La parabola discendente si riflette nei numeri: dai 25 tiri effettuati contro la Reggiana si è passati ai soli 6 nel confronto con il Monza, con partite come quella contro il Venezia chiusa con appena 3 conclusioni. Un’involuzione che preoccupa, anche alla luce delle difficoltà emerse nel gioco: la squadra fatica a costruire azioni pericolose, perde lucidità nell’ultimo passaggio e spesso ripiega su retropassaggi improduttivi, come evidenziato dallo stesso Inzaghi a bordo campo.

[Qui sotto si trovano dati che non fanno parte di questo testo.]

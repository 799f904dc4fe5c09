use eframe::egui;

use crate::canvas::PatchCanvas;
use crate::controller::{InputEvent, KeyCommand, Outcome};
use crate::error::SessionError;
use crate::session::{Response, Session};

/// Keys the app listens for, in the order they are checked each frame.
const KEY_BINDINGS: &[(egui::Key, KeyCommand)] = &[
    (egui::Key::S, KeyCommand::Save),
    (egui::Key::D, KeyCommand::Next),
    (egui::Key::A, KeyCommand::Previous),
    (egui::Key::Q, KeyCommand::Quit),
];

/// Last message shown in the status bar.
enum Status {
    Info(String),
    Error(String),
}

pub struct PatchCropApp {
    session: Session,
    canvas: PatchCanvas,
    status: Status,
    quitting: bool,
}

impl PatchCropApp {
    pub fn new(_cc: &eframe::CreationContext<'_>, mut session: Session) -> Self {
        let status = match session.load_current() {
            Ok(()) => Status::Info(String::new()),
            Err(e) => Status::Error(e.to_string()),
        };
        Self {
            session,
            canvas: PatchCanvas::new(),
            status,
            quitting: false,
        }
    }

    /// Feed one event to the session. Runtime errors end up in the status
    /// bar; the loop carries on.
    fn dispatch(&mut self, event: InputEvent) {
        match self.session.handle(event) {
            Ok(response) => self.on_response(response),
            Err(e) => self.on_error(e),
        }
    }

    fn on_response(&mut self, response: Response) {
        match response {
            Response::Saved(count) => {
                self.status = Status::Info(format!(
                    "Saved {} patch(es) for {} to {}",
                    count,
                    self.session.current_image().file_name(),
                    self.session.config().output_path.display()
                ));
            }
            Response::ImageChanged => {
                self.status = Status::Info(String::new());
            }
            Response::Edit(Outcome::Added(_) | Outcome::Removed(_)) => {
                // Stale "saved" messages would suggest the new patch is on disk.
                if matches!(self.status, Status::Info(_)) {
                    self.status = Status::Info(String::new());
                }
            }
            Response::Quit => self.quitting = true,
            Response::Edit(_) | Response::StayedPut => {}
        }
    }

    fn on_error(&mut self, error: SessionError) {
        crate::log_err!("{}", error);
        self.status = Status::Error(error.to_string());
    }

    fn status_bar(&self, ui: &mut egui::Ui) {
        let session = &self.session;
        ui.horizontal(|ui| {
            ui.label(format!(
                "{} ({})",
                session.current_image().file_name(),
                session.navigator().position_label()
            ));
            ui.separator();
            ui.label(format!("{} patch(es)", session.selection().len()));
            ui.separator();
            ui.label(format!("{}px", session.config().patch_size));
            ui.separator();
            match &self.status {
                Status::Info(msg) => {
                    ui.label(msg);
                }
                Status::Error(msg) => {
                    ui.colored_label(egui::Color32::from_rgb(230, 80, 80), format!("error: {}", msg));
                }
            }
        });
    }
}

impl eframe::App for PatchCropApp {
    fn update(&mut self, ctx: &egui::Context, _frame: &mut eframe::Frame) {
        ctx.send_viewport_cmd(egui::ViewportCommand::Title(format!(
            "patchcrop - {}",
            self.session.current_image().file_name()
        )));

        // The OS close button ends the session just like `q`.
        if ctx.input(|i| i.viewport().close_requested()) {
            self.dispatch(InputEvent::CloseRequested);
            return;
        }

        egui::TopBottomPanel::top("help").show(ctx, |ui| {
            ui.label(
                "left click: add   middle click: remove   s: save   d: next   a: previous   q: quit",
            );
        });
        egui::TopBottomPanel::bottom("status").show(ctx, |ui| self.status_bar(ui));

        let pointer_events = egui::CentralPanel::default()
            .frame(egui::Frame::none().fill(egui::Color32::from_gray(24)))
            .show(ctx, |ui| self.canvas.show(ui, &self.session))
            .inner;
        for event in pointer_events {
            self.dispatch(event);
        }

        for (key, command) in KEY_BINDINGS {
            if self.quitting {
                break;
            }
            if ctx.input(|i| i.key_pressed(*key)) {
                self.dispatch(InputEvent::Key(*command));
            }
        }

        if self.quitting {
            crate::log_info!("Quit requested");
            ctx.send_viewport_cmd(egui::ViewportCommand::Close);
        }
    }
}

A rendere il quadro ancora più paradossale è la composizione dell’attacco: Pohjanpalo, Le Douaron, Brunori e Corona vantano insieme oltre 350 reti in carriera, ma solo i primi due sono riusciti a segnare in questa stagione. Brunori, simbolo di questa fase complicata, ha esitato al momento del tiro contro il Monza, segnalando una crisi non solo tecnica, ma anche mentale.
Anche i dati avanzati confermano il momento negativo: con un expected goals di 11,3, il Palermo si colloca all’undicesimo posto della Serie B, ben lontano dai valori registrati da squadre di vertice come Cesena, Modena e Monza.
Attualmente sesti in classifica, i rosanero ora devono avere una una reazione immediata per non compromettere le ambizioni stagionali. “Serve restare uniti e disciplinati“, ha ammonito Joronen dopo l’ultima gara. E quale occasione migliore per rialzarsi se non sabato sera, quando al Barbera si celebreranno i 125 anni di storia del club? Una serata che potrebbe trasformarsi in un nuovo inizio, a patto che il Palermo ritrovi cattiveria sotto porta e chiarezza nelle idee.